La educación comienza en la cuna, si ya diferenciamos sexos en ese estado, al bebé se le grabará en el subconsciente, como en un disco duro, que él o ella ya son diferentes. No nos damos cuenta, pero cuando al niño de 4 años marcamos su sexo con asuntos de adultos la estamos cagando de por vida. ¿Porqué un bebé ha de ser del Real Madrid o de otro equipo sólo por que su padre lo es? ¿Y si no le gusta el futbol? Pues por imposición lo ha de ser. Y si es niña, pues como no puede ser de otra manera, se ambientará en labores femeninas, cocina, peluquería, muñecas, ropa… ¿Y si quiere ser ingeniero? ¿O le gusta diseñar naves espaciales? Condicionamos a nuestros hijos desde su primera infancia a ser como nosotros, no como ellos mismos. Que sea de mi equipo, que cocine como yo… reflejamos en ellos nuestras frustraciones. ¿Qué hacemos cuando se pueden mover con soltura? Apuntarlos a futbol, y a ballet. Pero vamos a ver…¿se le ha preguntado al crio qué quiere?.

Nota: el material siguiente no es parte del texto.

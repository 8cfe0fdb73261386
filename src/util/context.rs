//! Global context for Modulo operations.
//!
//! Every component receives its paths from a [`GlobalContext`] instead of
//! reading the environment itself, so tests can point the whole pipeline at
//! a temporary directory.
//!
//! ## Layout
//!
//! ```text
//! ~/.modulo/
//! ├── config.toml        # optional user configuration
//! ├── packages/<name>/   # extracted package archives
//! ├── bin/               # staged shared binaries from every package
//! └── downloads/         # fetched archives (<name>.zip, <name>.tar.gz)
//! ```
//!
//! The project manifest (`cpkg.json`) and the default registry
//! (`registry.json`) live in the current working directory.

use std::path::{Path, PathBuf};

use anyhow::{Context, Result};
use directories::BaseDirs;

use crate::core::manifest::MANIFEST_NAME;
use crate::core::registry::REGISTRY_NAME;
use crate::util::config::{Config, ConfigError};

/// Name of the per-user base directory under the home directory.
pub const BASE_DIR_NAME: &str = ".modulo";

/// Global context containing configuration and paths.
#[derive(Debug, Clone)]
pub struct GlobalContext {
    /// Current working directory
    cwd: PathBuf,

    /// Per-user base directory (~/.modulo/), if one could be determined
    home: Option<PathBuf>,

    /// Registry document override (CLI flag or environment)
    registry_override: Option<PathBuf>,

    /// Loaded user configuration
    config: Config,
}

impl GlobalContext {
    /// Create a new GlobalContext rooted at the user's home directory.
    ///
    /// A missing home directory is not an error here: commands that only
    /// touch the project manifest keep working, and the error surfaces from
    /// [`GlobalContext::home`] when a command needs installed packages.
    pub fn new() -> Result<Self> {
        let cwd = std::env::current_dir().context("failed to get current directory")?;
        let home = BaseDirs::new().map(|dirs| dirs.home_dir().join(BASE_DIR_NAME));
        Ok(Self::from_parts(cwd, home))
    }

    /// Create a GlobalContext with an explicit base directory.
    pub fn with_home(cwd: PathBuf, home: PathBuf) -> Self {
        Self::from_parts(cwd, Some(home))
    }

    fn from_parts(cwd: PathBuf, home: Option<PathBuf>) -> Self {
        let config = home
            .as_ref()
            .map(|h| Config::load_or_default(&h.join("config.toml")))
            .unwrap_or_default();

        GlobalContext {
            cwd,
            home,
            registry_override: None,
            config,
        }
    }

    /// Use a specific registry document instead of the configured one.
    pub fn with_registry_path(mut self, path: PathBuf) -> Self {
        self.registry_override = Some(path);
        self
    }

    /// Get the current working directory.
    pub fn cwd(&self) -> &Path {
        &self.cwd
    }

    /// Get the Modulo base directory (~/.modulo/).
    pub fn home(&self) -> Result<&Path, ConfigError> {
        self.home.as_deref().ok_or(ConfigError::NoHomeDirectory)
    }

    /// Get the loaded configuration.
    pub fn config(&self) -> &Config {
        &self.config
    }

    /// Root directory holding one extracted directory per package.
    pub fn packages_dir(&self) -> Result<PathBuf, ConfigError> {
        Ok(self.home()?.join("packages"))
    }

    /// Installed layout root for a single package.
    pub fn package_dir(&self, name: &str) -> Result<PathBuf, ConfigError> {
        Ok(self.packages_dir()?.join(name))
    }

    /// Global directory that collects shared binaries of all packages.
    pub fn bin_dir(&self) -> Result<PathBuf, ConfigError> {
        Ok(self.home()?.join("bin"))
    }

    /// Directory where fetched archives are stored.
    pub fn downloads_dir(&self) -> Result<PathBuf, ConfigError> {
        Ok(self.home()?.join("downloads"))
    }

    /// Path of the project manifest in the working directory.
    pub fn manifest_path(&self) -> PathBuf {
        self.cwd.join(MANIFEST_NAME)
    }

    /// Path of the registry document.
    ///
    /// Precedence: explicit override, then `registry.path` from the config
    /// file, then `registry.json` in the working directory. Relative paths
    /// are resolved against the working directory.
    pub fn registry_path(&self) -> PathBuf {
        let path = self
            .registry_override
            .clone()
            .or_else(|| self.config.registry.path.clone())
            .unwrap_or_else(|| PathBuf::from(REGISTRY_NAME));

        if path.is_absolute() {
            path
        } else {
            self.cwd.join(path)
        }
    }
}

En la escuela se continúa con el tema. Aunque en los centros se esfuerzen, vienen condicionados por… La televisión. Ya ni los padres pueden competir contra los impactos visuales que recibe un menor en cuestión de minutos. Ahí se separa totalmente el concepto de unidad que traemos virgen.

Empecemos por la música. Diseñada por psicólogos especializados en comportamiento humano, y que el objetivo final es el consumo, neutralización del individuo y encefalograma plano. Si vemos un vídeo de reggaeton nos damos cuenta que es el machismo por antonomasia, y lo escuchan niñas de 12 años como algo supremo. ¿Cómo creen que será el sujeto que buscará esa niña? Efectivamente como el del video. Un tipo que las adora por su físico, lencería y pintura facial provocadora y sexualmente activas. Y cuando les dices aquello de.. Perdona ¿te has fijado en la letra? Te sueltan un… A mí no me calientes la cabeza.

Los anuncios que en estas fechas están tan de moda. Se usa a la mujer como un objeto sexual frente a un macho man que aparenta ser multimillonario, guapísimo y cachas de cine. ¡¡Incluso se desmayan las chicas ante uno que se despelota delante de un espejo!!

Por otra parte, en los chicos ocurre el efecto contario, ante semejante sujeto con ese dinero, esa vida social, esos pivones… ¿Cómo va a competir? En la mente de un adulto responsable, eso no tiene eficacia ninguna salvo el perfume que se vende. Pero en la mente de un adolescente de 12 años es un trauma.

Y ante toda esta artillería de la élite y el consumismo. ¿Dónde queda la cultura? No leen un libro ni por recomendación médica. Para ellos sólo existe el móvil, la play con la FIFA y para ellas el móvil y el reggaeton. O Katty perry o la otra…o la otra….

¿Y qué ocurre cuando llegan a adultos y forman pareja? Pues que según el grado de frustración de él se sentirá eclipsado por ella.

¿Cuándo aprenderá esta sociedad que la violencia de género se erradicará cuando tres factores confluyan en la vida del niño? Educación, cultura y la no descriminación por sexo.